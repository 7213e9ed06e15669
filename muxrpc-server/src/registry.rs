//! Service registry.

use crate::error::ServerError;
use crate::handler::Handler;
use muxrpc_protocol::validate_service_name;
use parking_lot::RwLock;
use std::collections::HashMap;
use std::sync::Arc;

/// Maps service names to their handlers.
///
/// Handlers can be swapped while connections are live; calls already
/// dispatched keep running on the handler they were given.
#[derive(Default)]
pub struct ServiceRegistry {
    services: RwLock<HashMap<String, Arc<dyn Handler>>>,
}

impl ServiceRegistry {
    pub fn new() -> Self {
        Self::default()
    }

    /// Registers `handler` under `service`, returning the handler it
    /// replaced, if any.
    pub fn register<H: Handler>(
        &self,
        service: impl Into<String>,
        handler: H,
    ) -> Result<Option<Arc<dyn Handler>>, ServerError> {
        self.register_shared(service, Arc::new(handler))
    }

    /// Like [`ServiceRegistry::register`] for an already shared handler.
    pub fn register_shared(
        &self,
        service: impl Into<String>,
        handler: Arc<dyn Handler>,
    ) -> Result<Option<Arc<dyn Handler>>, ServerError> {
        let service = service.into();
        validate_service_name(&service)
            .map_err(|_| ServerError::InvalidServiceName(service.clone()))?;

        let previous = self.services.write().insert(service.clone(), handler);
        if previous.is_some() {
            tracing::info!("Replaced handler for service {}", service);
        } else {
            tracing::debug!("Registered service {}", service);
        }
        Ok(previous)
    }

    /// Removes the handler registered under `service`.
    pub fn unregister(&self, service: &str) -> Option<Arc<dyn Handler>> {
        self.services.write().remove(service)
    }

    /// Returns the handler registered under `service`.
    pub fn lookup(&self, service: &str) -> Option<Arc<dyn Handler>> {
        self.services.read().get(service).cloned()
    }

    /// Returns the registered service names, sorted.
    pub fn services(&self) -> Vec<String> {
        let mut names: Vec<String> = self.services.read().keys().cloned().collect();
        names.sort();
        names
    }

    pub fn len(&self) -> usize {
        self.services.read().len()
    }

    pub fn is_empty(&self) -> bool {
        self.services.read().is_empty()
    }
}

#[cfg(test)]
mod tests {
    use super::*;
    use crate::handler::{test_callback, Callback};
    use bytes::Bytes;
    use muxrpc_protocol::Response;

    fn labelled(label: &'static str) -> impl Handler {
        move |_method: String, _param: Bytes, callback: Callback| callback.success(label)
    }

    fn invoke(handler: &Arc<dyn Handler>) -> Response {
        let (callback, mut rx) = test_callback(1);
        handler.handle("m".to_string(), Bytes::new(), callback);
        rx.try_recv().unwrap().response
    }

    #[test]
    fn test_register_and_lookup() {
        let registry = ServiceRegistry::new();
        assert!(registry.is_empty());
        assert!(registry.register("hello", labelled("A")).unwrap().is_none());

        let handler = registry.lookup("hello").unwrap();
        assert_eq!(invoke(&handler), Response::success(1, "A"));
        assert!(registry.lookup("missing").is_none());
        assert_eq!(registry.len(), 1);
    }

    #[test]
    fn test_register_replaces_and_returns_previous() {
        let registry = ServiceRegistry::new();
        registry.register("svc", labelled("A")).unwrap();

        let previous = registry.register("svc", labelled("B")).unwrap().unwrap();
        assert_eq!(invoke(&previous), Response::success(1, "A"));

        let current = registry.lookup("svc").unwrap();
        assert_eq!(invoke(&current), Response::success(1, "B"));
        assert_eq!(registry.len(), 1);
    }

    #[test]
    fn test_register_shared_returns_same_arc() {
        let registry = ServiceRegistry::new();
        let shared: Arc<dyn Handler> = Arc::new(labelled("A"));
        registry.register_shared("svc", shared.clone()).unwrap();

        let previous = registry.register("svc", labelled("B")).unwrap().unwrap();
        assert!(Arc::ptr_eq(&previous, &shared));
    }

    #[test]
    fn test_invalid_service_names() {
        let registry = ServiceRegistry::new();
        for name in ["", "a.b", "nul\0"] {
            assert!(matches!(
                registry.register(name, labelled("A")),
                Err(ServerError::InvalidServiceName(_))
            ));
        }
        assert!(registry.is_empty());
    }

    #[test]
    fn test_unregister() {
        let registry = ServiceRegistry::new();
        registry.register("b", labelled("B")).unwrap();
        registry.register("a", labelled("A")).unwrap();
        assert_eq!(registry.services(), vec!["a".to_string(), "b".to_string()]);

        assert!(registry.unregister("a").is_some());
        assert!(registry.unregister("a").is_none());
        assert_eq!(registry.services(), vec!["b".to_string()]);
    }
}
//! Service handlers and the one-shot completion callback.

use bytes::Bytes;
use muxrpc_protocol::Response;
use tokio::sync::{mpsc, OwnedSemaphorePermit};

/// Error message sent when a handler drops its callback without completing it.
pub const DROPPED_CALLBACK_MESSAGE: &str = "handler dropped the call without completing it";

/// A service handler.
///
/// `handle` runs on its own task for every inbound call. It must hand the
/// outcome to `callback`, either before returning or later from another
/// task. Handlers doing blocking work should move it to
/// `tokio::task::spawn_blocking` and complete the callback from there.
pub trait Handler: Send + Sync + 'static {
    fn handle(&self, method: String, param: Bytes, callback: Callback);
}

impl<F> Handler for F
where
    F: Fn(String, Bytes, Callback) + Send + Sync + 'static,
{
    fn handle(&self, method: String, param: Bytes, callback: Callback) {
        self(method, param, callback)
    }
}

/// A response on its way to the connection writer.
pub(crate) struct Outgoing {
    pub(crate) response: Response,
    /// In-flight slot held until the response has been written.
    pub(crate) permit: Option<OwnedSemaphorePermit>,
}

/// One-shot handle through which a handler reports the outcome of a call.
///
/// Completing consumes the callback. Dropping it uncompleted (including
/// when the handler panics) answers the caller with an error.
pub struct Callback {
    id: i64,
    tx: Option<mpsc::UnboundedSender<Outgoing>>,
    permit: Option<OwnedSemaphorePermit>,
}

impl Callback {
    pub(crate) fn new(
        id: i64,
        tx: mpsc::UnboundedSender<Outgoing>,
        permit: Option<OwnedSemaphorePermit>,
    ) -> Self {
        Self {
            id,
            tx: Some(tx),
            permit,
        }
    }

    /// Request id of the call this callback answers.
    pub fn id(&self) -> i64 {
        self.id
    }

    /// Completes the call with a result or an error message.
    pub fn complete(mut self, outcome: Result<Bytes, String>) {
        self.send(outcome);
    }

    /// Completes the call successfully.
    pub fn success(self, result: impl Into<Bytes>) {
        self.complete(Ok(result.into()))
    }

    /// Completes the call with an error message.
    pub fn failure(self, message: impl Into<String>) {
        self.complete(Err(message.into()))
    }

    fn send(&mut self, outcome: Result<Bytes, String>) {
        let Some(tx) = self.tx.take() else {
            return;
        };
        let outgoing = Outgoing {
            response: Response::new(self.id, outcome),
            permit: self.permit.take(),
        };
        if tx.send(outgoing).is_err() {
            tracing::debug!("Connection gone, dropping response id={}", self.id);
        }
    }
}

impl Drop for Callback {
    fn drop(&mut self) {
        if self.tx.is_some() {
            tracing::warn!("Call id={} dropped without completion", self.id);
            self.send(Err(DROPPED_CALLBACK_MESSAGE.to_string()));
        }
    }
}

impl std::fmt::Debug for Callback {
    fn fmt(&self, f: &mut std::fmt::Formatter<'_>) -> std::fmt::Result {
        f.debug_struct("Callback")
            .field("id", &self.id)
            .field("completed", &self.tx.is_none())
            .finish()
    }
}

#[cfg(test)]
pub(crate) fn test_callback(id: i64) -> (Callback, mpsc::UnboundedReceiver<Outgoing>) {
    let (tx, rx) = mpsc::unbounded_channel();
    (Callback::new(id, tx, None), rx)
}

### Task prompt
Retype the lines above, keeping every character.

### Written answer
repository 7213e9ed06e15669
filename muxrpc-server/src/registry.rs
//! Service registry.

use crate::error::ServerError;
use crate::handler::Handler;
use muxrpc_protocol::validate_service_name;
use parking_lot::RwLock;
use std::collections::HashMap;
use std::sync::Arc;

/// Maps service names to their handlers.
///
/// Handlers can be swapped while connections are live; calls already
/// dispatched keep running on the handler they were given.
#[derive(Default)]
pub struct ServiceRegistry {
    services: RwLock<HashMap<String, Arc<dyn Handler>>>,
}

impl ServiceRegistry {
    pub fn new() -> Self {
        Self::default()
    }

    /// Registers `handler` under `service`, returning the handler it
    /// replaced, if any.
    pub fn register<H: Handler>(
        &self,
        service: impl Into<String>,
        handler: H,
    ) -> Result<Option<Arc<dyn Handler>>, ServerError> {
        self.register_shared(service, Arc::new(handler))
    }

    /// Like [`ServiceRegistry::register`] for an already shared handler.
    pub fn register_shared(
        &self,
        service: impl Into<String>,
        handler: Arc<dyn Handler>,
    ) -> Result<Option<Arc<dyn Handler>>, ServerError> {
        let service = service.into();
        validate_service_name(&service)
            .map_err(|_| ServerError::InvalidServiceName(service.clone()))?;

        let previous = self.services.write().insert(service.clone(), handler);
        if previous.is_some() {
            tracing::info!("Replaced handler for service {}", service);
        } else {
            tracing::debug!("Registered service {}", service);
        }
        Ok(previous)
    }

    /// Removes the handler registered under `service`.
    pub fn unregister(&self, service: &str) -> Option<Arc<dyn Handler>> {
        self.services.write().remove(service)
    }

    /// Returns the handler registered under `service`.
    pub fn lookup(&self, service: &str) -> Option<Arc<dyn Handler>> {
        self.services.read().get(service).cloned()
    }

    /// Returns the registered service names, sorted.
    pub fn services(&self) -> Vec<String> {
        let mut names: Vec<String> = self.services.read().keys().cloned().collect();
        names.sort();
        names
    }

    pub fn len(&self) -> usize {
        self.services.read().len()
    }

    pub fn is_empty(&self) -> bool {
        self.services.read().is_empty()
    }
}

#[cfg(test)]
mod tests {
    use super::*;
    use crate::handler::{test_callback, Callback};
    use bytes::Bytes;
    use muxrpc_protocol::Response;

    fn labelled(label: &'static str) -> impl Handler {
        move |_method: String, _param: Bytes, callback: Callback| callback.success(label)
    }

    fn invoke(handler: &Arc<dyn Handler>) -> Response {
        let (callback, mut rx) = test_callback(1);
        handler.handle("m".to_string(), Bytes::new(), callback);
        rx.try_recv().unwrap().response
    }

    #[test]
    fn test_register_and_lookup() {
        let registry = ServiceRegistry::new();
        assert!(registry.is_empty());
        assert!(registry.register("hello", labelled("A")).unwrap().is_none());

        let handler = registry.lookup("hello").unwrap();
        assert_eq!(invoke(&handler), Response::success(1, "A"));
        assert!(registry.lookup("missing").is_none());
        assert_eq!(registry.len(), 1);
    }

    #[test]
    fn test_register_replaces_and_returns_previous() {
        let registry = ServiceRegistry::new();
        registry.register("svc", labelled("A")).unwrap();

        let previous = registry.register("svc", labelled("B")).unwrap().unwrap();
        assert_eq!(invoke(&previous), Response::success(1, "A"));

        let current = registry.lookup("svc").unwrap();
        assert_eq!(invoke(&current), Response::success(1, "B"));
        assert_eq!(registry.len(), 1);
    }

    #[test]
    fn test_register_shared_returns_same_arc() {
        let registry = ServiceRegistry::new();
        let shared: Arc<dyn Handler> = Arc::new(labelled("A"));
        registry.register_shared("svc", shared.clone()).unwrap();

        let previous = registry.register("svc", labelled("B")).unwrap().unwrap();
        assert!(Arc::ptr_eq(&previous, &shared));
    }

    #[test]
    fn test_invalid_service_names() {
        let registry = ServiceRegistry::new();
        for name in ["", "a.b", "nul\0"] {
            assert!(matches!(
                registry.register(name, labelled("A")),
                Err(ServerError::InvalidServiceName(_))
            ));
        }
        assert!(registry.is_empty());
    }

    #[test]
    fn test_unregister() {
        let registry = ServiceRegistry::new();
        registry.register("b", labelled("B")).unwrap();
        registry.register("a", labelled("A")).unwrap();
        assert_eq!(registry.services(), vec!["a".to_string(), "b".to_string()]);

        assert!(registry.unregister("a").is_some());
        assert!(registry.unregister("a").is_none());
        assert_eq!(registry.services(), vec!["b".to_string()]);
    }
}
//! Service handlers and the one-shot completion callback.

use bytes::Bytes;
use muxrpc_protocol::Response;
use tokio::sync::{mpsc, OwnedSemaphorePermit};

/// Error message sent when a handler drops its callback without completing it.
pub const DROPPED_CALLBACK_MESSAGE: &str = "handler dropped the call without completing it";

/// A service handler.
///
/// `handle` runs on its own task for every inbound call. It must hand the
/// outcome to `callback`, either before returning or later from another
/// task. Handlers doing blocking work should move it to
/// `tokio::task::spawn_blocking` and complete the callback from there.
pub trait Handler: Send + Sync + 'static {
    fn handle(&self, method: String, param: Bytes, callback: Callback);
}

impl<F> Handler for F
where
    F: Fn(String, Bytes, Callback) + Send + Sync + 'static,
{
    fn handle(&self, method: String, param: Bytes, callback: Callback) {
        self(method, param, callback)
    }
}

/// A response on its way to the connection writer.
pub(crate) struct Outgoing {
    pub(crate) response: Response,
    /// In-flight slot held until the response has been written.
    pub(crate) permit: Option<OwnedSemaphorePermit>,
}

/// One-shot handle through which a handler reports the outcome of a call.
///
/// Completing consumes the callback. Dropping it uncompleted (including
/// when the handler panics) answers the caller with an error.
pub struct Callback {
    id: i64,
    tx: Option<mpsc::UnboundedSender<Outgoing>>,
    permit: Option<OwnedSemaphorePermit>,
}

impl Callback {
    pub(crate) fn new(
        id: i64,
        tx: mpsc::UnboundedSender<Outgoing>,
        permit: Option<OwnedSemaphorePermit>,
    ) -> Self {
        Self {
            id,
            tx: Some(tx),
            permit,
        }
    }

    /// Request id of the call this callback answers.
    pub fn id(&self) -> i64 {
        self.id
    }

    /// Completes the call with a result or an error message.
    pub fn complete(mut self, outcome: Result<Bytes, String>) {
        self.send(outcome);
    }

    /// Completes the call successfully.
    pub fn success(self, result: impl Into<Bytes>) {
        self.complete(Ok(result.into()))
    }

    /// Completes the call with an error message.
    pub fn failure(self, message: impl Into<String>) {
        self.complete(Err(message.into()))
    }

    fn send(&mut self, outcome: Result<Bytes, String>) {
        let Some(tx) = self.tx.take() else {
            return;
        };
        let outgoing = Outgoing {
            response: Response::new(self.id, outcome),
            permit: self.permit.take(),
        };
        if tx.send(outgoing).is_err() {
            tracing::debug!("Connection gone, dropping response id={}", self.id);
        }
    }
}

impl Drop for Callback {
    fn drop(&mut self) {
        if self.tx.is_some() {
            tracing::warn!("Call id={} dropped without completion", self.id);
            self.send(Err(DROPPED_CALLBACK_MESSAGE.to_string()));
        }
    }
}

impl std::fmt::Debug for Callback {
    fn fmt(&self, f: &mut std::fmt::Formatter<'_>) -> std::fmt::Result {
        f.debug_struct("Callback")
            .field("id", &self.id)
            .field("completed", &self.tx.is_none())
            .finish()
    }
}

#[cfg(test)]
pub(crate) fn test_callback(id: i64) -> (Callback, mpsc::UnboundedReceiver<Outgoing>) {
    let (tx, rx) = mpsc::unbounded_channel();
    (Callback::new(id, tx, None), rx)
}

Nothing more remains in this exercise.